Pr N. Bruder*, Dr O. Lévrier**
*DAR, CHU Timone, Marseille
** Service de Neuroradiologie
La radiologie interventionnelle est souvent considérée par les patients et par les anesthésistes
comme un acte anodin et sans risque du fait de l’absence d’incision large des tissus. Cette idée
optimiste des conséquences de la radiologie interventionnelle est certainement fausse. Les
complications existent comme au bloc opératoire même si elles sont parfois de nature
différente. Il ne faut donc certainement pas minimiser la prise en charge des patients et
considérer qu’un acte thérapeutique pratique en salle de radiologie est équivalent, en terme de
risques et de prise en charge anesthésique, à une intervention chirurgicale pratiquée au bloc
opératoire.
La morbidité des procédures de neuroradiologie interventionnelle est comprise entre 10 % et
20 % et la mortalité entre 1 et 4 %.(1-7). Le risque de complication dépend du type de
procédure, de la pathologie sous jacente des patients et des comorbidités principalement chez
les patients justifiant un traitement d’urgence. On peut distinguer les complications
immédiates survenant pendant le geste et les complications survenant après le réveil, dans la
grande majorité des cas pendant les 24 premières heures. Les deux principales complications
sont l’hémorragie liée à la perforation ou la rupture vasculaire et la thrombose, immédiate ou
retardée, liée à la présence de matériel endovasculaire et aux lésions de l’endothélium. Pour le
traitement des anévrysmes intracrâniens la fréquence des séquelles définitives et de la
mortalité est de 3,7 %(8). Pour les malformations artério-veineuses, la mortalité est de 1,6 %
et la morbidité de 12,8 % dans une étude(2). Les complications liées à l’anesthésie sont rares
mais certaines techniques comme l’hypotension contrôlée comportent un risque spécifique.

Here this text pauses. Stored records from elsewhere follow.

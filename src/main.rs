use std::path::PathBuf;

use clap::Parser;
use eyre::Result;
use log::{info, warn};

mod cli;

use cli::{Cli, Command};
use ytmcp::config::{API_KEY_ENV, Config};
use ytmcp::mcp::McpServer;
use ytmcp::search::{DataApi, VideoSearch};
use ytmcp::service::YouTubeService;
use ytmcp::youtube::InnerTube;

fn setup_logging() -> Result<()> {
    let log_dir = log_dir();
    std::fs::create_dir_all(&log_dir)?;
    let log_file = log_dir.join("ytmcp.log");

    let target = Box::new(std::fs::OpenOptions::new().create(true).append(true).open(&log_file)?);

    // stdout carries the protocol, so logs go to a file
    env_logger::Builder::from_env(env_logger::Env::default().default_filter_or("info"))
        .target(env_logger::Target::Pipe(target))
        .init();

    info!("Logging initialized: {}", log_file.display());
    Ok(())
}

fn log_dir() -> PathBuf {
    dirs::data_local_dir()
        .unwrap_or_else(|| PathBuf::from("."))
        .join("ytmcp")
        .join("logs")
}

fn load_config(path: Option<&PathBuf>) -> Config {
    // missing or invalid config is not fatal
    let loaded = match path {
        Some(path) => Config::load_from(path),
        None => Config::load(),
    };
    loaded.unwrap_or_else(|e| {
        warn!("Ignoring config file: {e}");
        Config::default()
    })
}

#[tokio::main]
async fn main() -> Result<()> {
    setup_logging()?;

    let cli = Cli::parse();
    let config = load_config(cli.config.as_ref());

    let api_key = config.api_key();
    if api_key.is_none() {
        warn!("{API_KEY_ENV} not set; YouTube search will not work");
        eprintln!("Warning: {API_KEY_ENV} environment variable not set. YouTube search functionality will not work.");
    }

    let client = reqwest::Client::new();
    let search = VideoSearch::new(api_key, DataApi::new(client.clone(), config.search_endpoint()));
    let captions = InnerTube::new(client, config.innertube_base());
    let service = YouTubeService::new(search, captions);

    match cli.command.unwrap_or(Command::Serve) {
        Command::Serve => McpServer::new(service).run().await?,
        Command::Search {
            search_term,
            num_videos,
        } => {
            let hits = service.search_youtube_videos(&search_term, num_videos).await;
            println!("{}", serde_json::to_string_pretty(&hits)?);
        }
        Command::Transcript { video_url_or_title } => {
            let outcome = service.get_youtube_transcript(&video_url_or_title).await;
            println!("{}", serde_json::to_string_pretty(&outcome)?);
        }
    }

    Ok(())
}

1 Complications immédiates
1.1 Complications hémorragiques
Le risque de rupture anévrysmale pendant le traitement endovasculaire est de 2,5 %(8,9).
Cette rupture est responsable de décès dans 1 % des cas. Le risque de rupture est plus élevé
chez les patients ayant souffert d’une hémorragie méningée préalablement au traitement,
lorsque l’anévrysme est de petite taille et lorsqu’un ballon d’occlusion artérielle temporaire
est utilisé. Cette rupture intervient le plus souvent en cours de procédure lorsque le patient est
fortement anticoagulé par de l’héparine. La gravité de cette complication résulte d’une part de
cette anticoagulation d’autre part du retard diagnostic éventuel lié à l’absence de saignement
extériorisé. En effet, chez un patient sous anesthésie générale, l’hémorragie liée à la rupture
anévrysmale se traduit par un syndrome d’hypertension intracrânienne. Les signes cliniques
initiaux sont une poussée hypertensive sévère et une bradycardie (figure 1).
figure 1 : bradycardie lors d’un resaignement anévrysmal
Cette réaction peut être interprétée à tort comme un réveil per-anesthésique conduisant à une
attitude anesthésique inadaptée. Devant ces signes la priorité est, encore plus qu’au bloc
opératoire, de communiquer avec le neuroradiologue. L’injection de produit de contraste
permet immédiatement d’affirmer la fuite extravasculaire ou au contraire d’éliminer
l’hypothèse d’une rupture. La conduite anesthésique est schématisée dans le tableau 1(10).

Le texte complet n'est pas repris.